You see I am sort of a hypochondriac. I can admit it. I have debated whether or not to keep a journal to document what sickness I have come up with for the day. I know it sounds crazy…well it is crazy, but the symtoms are so real. Plus it doesn’t help that you can read all about symptoms online at WebMD because it fuels the fire. Here is an article discussing that very thing.

Honestly I don’t know where it comes from. I use to think it was a result of my issues with death, but the more I thought about it I realized I felt this way as a child. I remember watching a “Punky Brewster” episode where she gets her appendix out. Then one day I had a really bad pain in my side. I kept remembering the episode and wondering if that’s what was going on with me. amerikabulteni.com online cialis canada Let us have a look at the probable causes of it. The blood report among these group revealed that 47 % men group were facing buy cialis no prescription this diabetes and 22 % men had diabetes but hadn’t been previously diagnosed. 40% of females had diabetes that included 20.5% diagnosed with it and 19 % were not diagnosed previously. Therefore this medicament can be the solution for check out address cialis generika you. However, there should be a firewall built into your browser. viagra pills canada I was terrified, but I never told anyone. It is just something that I have lived with. Whether or not it has to do with something external, like it manifesting itself more when I have more stresses in my life, I don’t know. This is why i have considered documenting it.

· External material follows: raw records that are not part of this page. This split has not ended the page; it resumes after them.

//! UI rendering helpers for the terminal user interface.
//!
//! Everything here is a pure function of the `Session`: rendering reads state
//! and never changes it.

use ratatui::{
    Frame,
    layout::{Alignment, Constraint, Direction, Layout},
    style::{Color, Modifier, Style},
    text::{Line, Span},
    widgets::{Block, Borders, Padding, Paragraph, Tabs, Wrap},
};
use std::{collections::BTreeMap, sync::LazyLock, time::Duration};

use crate::app::{InputMode, NoticeKind, Session, View};
use crate::audio::AudioBackend;
use crate::config::{TimeField, UiSettings};

mod now_playing;
mod playlist_view;


static CONTROLS_MAP: LazyLock<BTreeMap<&'static str, &'static str>> = LazyLock::new(|| {
    let mut map = BTreeMap::new();
    map.insert("tab", "switch view");
    map.insert("j/k", "up/down");
    map.insert("gg/G", "top/bottom");
    map.insert("enter", "play selected");
    map.insert("d", "remove");
    map.insert("a", "import");
    map.insert("w/o", "save/load");
    map.insert("space/p", "play/pause");
    map.insert("s", "stop");
    map.insert("h/l", "prev/next");
    // H/L is filled dynamically from config.
    map.insert("0-9", "seek 0-90%");
    map.insert("q", "quit");
    map
});

/// Render the controls help text, incorporating scrub seconds.
fn controls_text(scrub_seconds: u64) -> String {
    let order = [
        "tab", "j/k", "enter", "space/p", "s", "h/l", "H/L", "0-9", "a", "d", "w/o", "gg/G", "q",
    ];
    order
        .iter()
        .filter_map(|k| {
            if *k == "H/L" {
                Some(format!("[H/L] scrub -/+{scrub_seconds}s"))
            } else {
                CONTROLS_MAP.get(*k).map(|v| format!("[{k}] {v}"))
            }
        })
        .collect::<Vec<String>>()
        .join(" | ")
}

/// Format a `Duration` as `MM:SS`.
fn format_mmss(d: Duration) -> String {
    let secs = d.as_secs();
    format!("{:02}:{:02}", secs / 60, secs % 60)
}

/// Build the time text (elapsed/total/remaining) per `UiSettings`.
fn time_text(elapsed: Duration, total: Option<Duration>, ui: &UiSettings) -> Option<String> {
    let parts: Vec<String> = ui
        .now_playing_time_fields
        .iter()
        .filter_map(|f| match f {
            TimeField::Elapsed => Some(format_mmss(elapsed)),
            TimeField::Total => total.map(format_mmss),
            TimeField::Remaining => total.map(|t| format!("-{}", format_mmss(t.saturating_sub(elapsed)))),
        })
        .collect();

    if parts.is_empty() {
        None
    } else {
        Some(parts.join(&ui.now_playing_time_separator))
    }
}

fn left_pad() -> Padding {
    Padding {
        left: 1,
        right: 0,
        top: 0,
        bottom: 0,
    }
}

/// Render the entire UI into `frame`.
pub fn draw<B: AudioBackend>(frame: &mut Frame, session: &Session<B>, ui: &UiSettings) {
    let chunks = Layout::default()
        .direction(Direction::Vertical)
        .constraints([
            Constraint::Length(3),
            Constraint::Min(1),
            Constraint::Length(3),
            Constraint::Length(4),
        ])
        .split(frame.area());

    // Header: title and view tabs.
    let selected_tab = match session.view {
        View::Playlist => 0,
        View::NowPlaying => 1,
    };
    let tabs = Tabs::new([View::Playlist.title(), View::NowPlaying.title()])
        .select(selected_tab)
        .highlight_style(Style::default().add_modifier(Modifier::REVERSED))
        .block(
            Block::default()
                .borders(Borders::ALL)
                .title(ui.header_text.as_str())
                .title_alignment(Alignment::Center),
        );
    frame.render_widget(tabs, chunks[0]);

    match session.view {
        View::Playlist => playlist_view::render(frame, chunks[1], session),
        View::NowPlaying => now_playing::render(frame, chunks[1], session, ui),
    }

    // Status line: the import prompt takes over while open.
    let status = match &session.input {
        InputMode::Import(buf) => Line::from(vec![
            Span::styled("Import path: ", Style::default().add_modifier(Modifier::BOLD)),
            Span::raw(format!("{buf}_")),
        ]),
        InputMode::Normal => match &session.notice {
            Some(n) => {
                let style = match n.kind {
                    NoticeKind::Info => Style::default(),
                    NoticeKind::Error => Style::default().fg(Color::Red),
                };
                Line::from(Span::styled(n.text.as_str(), style))
            }
            None => Line::from(format!(
                "{} • {} track(s)",
                session.player.state(),
                session.playlist.len()
            )),
        },
    };
    let status_par = Paragraph::new(status).block(Block::bordered().padding(left_pad()).title(" status "));
    frame.render_widget(status_par, chunks[2]);

    let footer = Paragraph::new(controls_text(session.scrub_seconds()))
        .block(
            Block::default()
                .borders(Borders::ALL)
                .title(" controls ")
                .padding(left_pad()),
        )
        .wrap(Wrap { trim: true });
    frame.render_widget(footer, chunks[3]);
}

Anyway, I really see my problem in a light hearted manner and now Adam and I joke about it all the time. Like what aliment I encounter on any given night. Honestly, it is hard for me to know what to believe and not to believe. It’s almost like I don’t trust myself anymore. The only thing that seems to calm me down is prayer. If the Lord answers my prayer with peace and comfort I don’t worry. If not I usually will go to the doctor to get it checked out. Suffice to say, I have not gone to the doctors that much.

So this is why I am glad to go today. I am sure to have a good week with no aliments at all.